Mais recentemente, Doria também acumulou desentendimentos com outras lideranças do PSDB.
Mesmo vencendo as prévias do PSDB, em 2021, ele não conseguiu o apoio do comando da sigla em torno da sua pré-candidatura.
“Serenamente, entendo que não sou a escolha da cúpula do PSDB. Aceito esta realidade com a cabeça erguida. Sou um homem que respeita o consenso, o diálogo, o equilíbrio”, disse Doria.
De acordo com o pesquisador da FGV, Doria também tentou implementar a lógica do mundo corporativo na gestão pública e, ao contrário do que o senso comum apontaria, isso não seria necessariamente bom.
“Doria trouxe para gestão pública a linguagem do espetáculo. Os lançamentos sobre a vacina Coronavac, por exemplo, atendiam a essa lógica. As pessoas acham que a arena política é a única dada movimentos espetaculares, mas no mundo corporativo isso é fundamental”, avalia o pesquisador.
Recuo da antipolítica
Apesar de atribuir parte do revés de Doria à sua forma de atuar, Mário Aquino Alves avalia que há outros fatores que ajudam a explicar o que levou Doria a se ver obrigado a desistir da corrida presidencial: o recuo da onda da antipolítica.
Segundo o pesquisador, esse recuo estaria por trás, também, da desistência do ex-juiz e ex-ministro da Justiça Sergio Moro.
“Moro e Doria têm trajetórias diferentes, mas os dois se apresentavam como representantes dessa antipolítica, como outsiders, políticos não-tradicionais”, diz o pesquisador.
Na avaliação do professor, as pesquisas de intenção de voto apontam que há uma tendência de “arrefecimento” da antipolítica.
“A partir de 2015, a gente viu uma enorme onda antipolítica varrer o Brasil.
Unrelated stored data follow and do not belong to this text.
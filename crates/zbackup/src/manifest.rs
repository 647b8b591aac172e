//! Copy of ancillary manifest files to the nearline host.

use crate::command::{CommandLine, Shell, SshConfig};
use crate::config::ManifestConfig;
use crate::error::{BackupError, BackupResult};
use crate::marker::Target;
use crate::mode::RunOptions;

/// rsync of the configured manifest files, with their paths preserved.
#[derive(Debug, Clone)]
pub struct ManifestSync {
    program: String,
    config: ManifestConfig,
    target: Target,
    ssh: SshConfig,
}

impl ManifestSync {
    /// Copy `config.sources` into `config.destination` on `target`'s host.
    pub fn new(config: ManifestConfig, target: Target, ssh: SshConfig) -> Self {
        Self {
            program: "rsync".to_string(),
            config,
            target,
            ssh,
        }
    }

    /// Use another rsync executable.
    pub fn with_program(mut self, program: impl Into<String>) -> Self {
        self.program = program.into();
        self
    }

    /// `rsync -a --relative -e '<ssh>' <sources> user@host:<destination>`.
    pub fn command(&self) -> CommandLine {
        let remote_shell = CommandLine::new(&self.ssh.program)
            .args(self.ssh.options.iter().cloned())
            .render();
        CommandLine::new(&self.program)
            .args(["-a", "--relative", "-e"])
            .arg(remote_shell)
            .args(self.config.sources.iter().map(|p| p.display().to_string()))
            .arg(format!(
                "{}:{}",
                self.target.destination(),
                self.config.destination
            ))
    }

    /// Run the copy; a dry run only prints it.
    pub async fn sync(&self, options: &RunOptions) -> BackupResult<()> {
        if self.config.sources.is_empty() {
            return Ok(());
        }
        let cmd = self.command();
        if options.is_dry_run() {
            options.trace(&cmd.render());
            return Ok(());
        }
        Shell::local().run(&cmd).await.map_err(|e| match e {
            BackupError::Io(source) => BackupError::Transfer {
                msg: format!("cannot run {}: {}", self.program, source),
            },
            other => other,
        })
    }
}

#[cfg(test)]
mod tests {
    use super::*;
    use crate::mode::ExecMode;
    use std::path::PathBuf;

    fn sync() -> ManifestSync {
        ManifestSync::new(
            ManifestConfig {
                sources: vec![PathBuf::from("/etc/fstab"), PathBuf::from("/etc/zfs/zpool.cache")],
                destination: "/srv/manifests".into(),
            },
            Target {
                user: "root".into(),
                host: "nas1".into(),
                dataset: "backup/tank".into(),
            },
            SshConfig::default(),
        )
    }

    #[test]
    fn test_command_line() {
        assert_eq!(
            sync().command().render(),
            "rsync -a --relative -e 'ssh -o BatchMode=yes' /etc/fstab /etc/zfs/zpool.cache root@nas1:/srv/manifests"
        );
    }

    #[tokio::test]
    async fn test_dry_run_does_not_execute() {
        let options = RunOptions {
            mode: ExecMode::DryRun,
            ..Default::default()
        };
        let sync = sync().with_program("/nonexistent/rsync");
        sync.sync(&options).await.unwrap();
    }

    #[tokio::test]
    async fn test_failure_is_reported() {
        let sync = sync().with_program("false");
        let err = sync.sync(&RunOptions::execute()).await.unwrap_err();
        assert!(matches!(err, BackupError::CommandFailed { .. }));

        let missing = self::sync().with_program("/nonexistent/rsync");
        let err = missing.sync(&RunOptions::execute()).await.unwrap_err();
        assert!(matches!(err, BackupError::Transfer { .. }));
    }
}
Doria se elegeu como outsider e surfou nessa onda. Ela culminou com a eleição de Bolsonaro, em 2018. Agora, a gente vê que as candidaturas com esse perfil não estão tendo tanto apelo. Há um arrefecimento da antipolítica”, afirmou.
Para o pesquisador, as eleições deste ano vão indicar qual o grau de satisfação da população com a onda de “candidatos gestores” que ingressou na vida política brasileira.
“A população pode analisar a experiência dos candidatos gestores e dizer: ‘Olha, nós testamos e não gostamos. Em vez de projetos espetaculosos, a gente quer algo mais de longo prazo, mais estabilidade’. De qualquer forma, essa resposta vai ser dada em breve nas eleições”, disse o pesquisador.
Mário Alves Aquino adota cautela, porém, ao falar sobre o futuro político de Doria. Ele afirma que não é possível dizer, agora, que a trajetória política do ex-governador paulista acabou.
“Não dá pra decretar o fim da vida política de Doria. Agora, ele vai demorar algum tempo para se reposicionar politicamente. Ele pode, ainda, tentar algum cargo legislativo neste ano. O mais importante é que a política lhe deu uma lição, mas ainda vai levar um tempo pra sabermos se ele a assimilou ou não”, disse o pesquisador.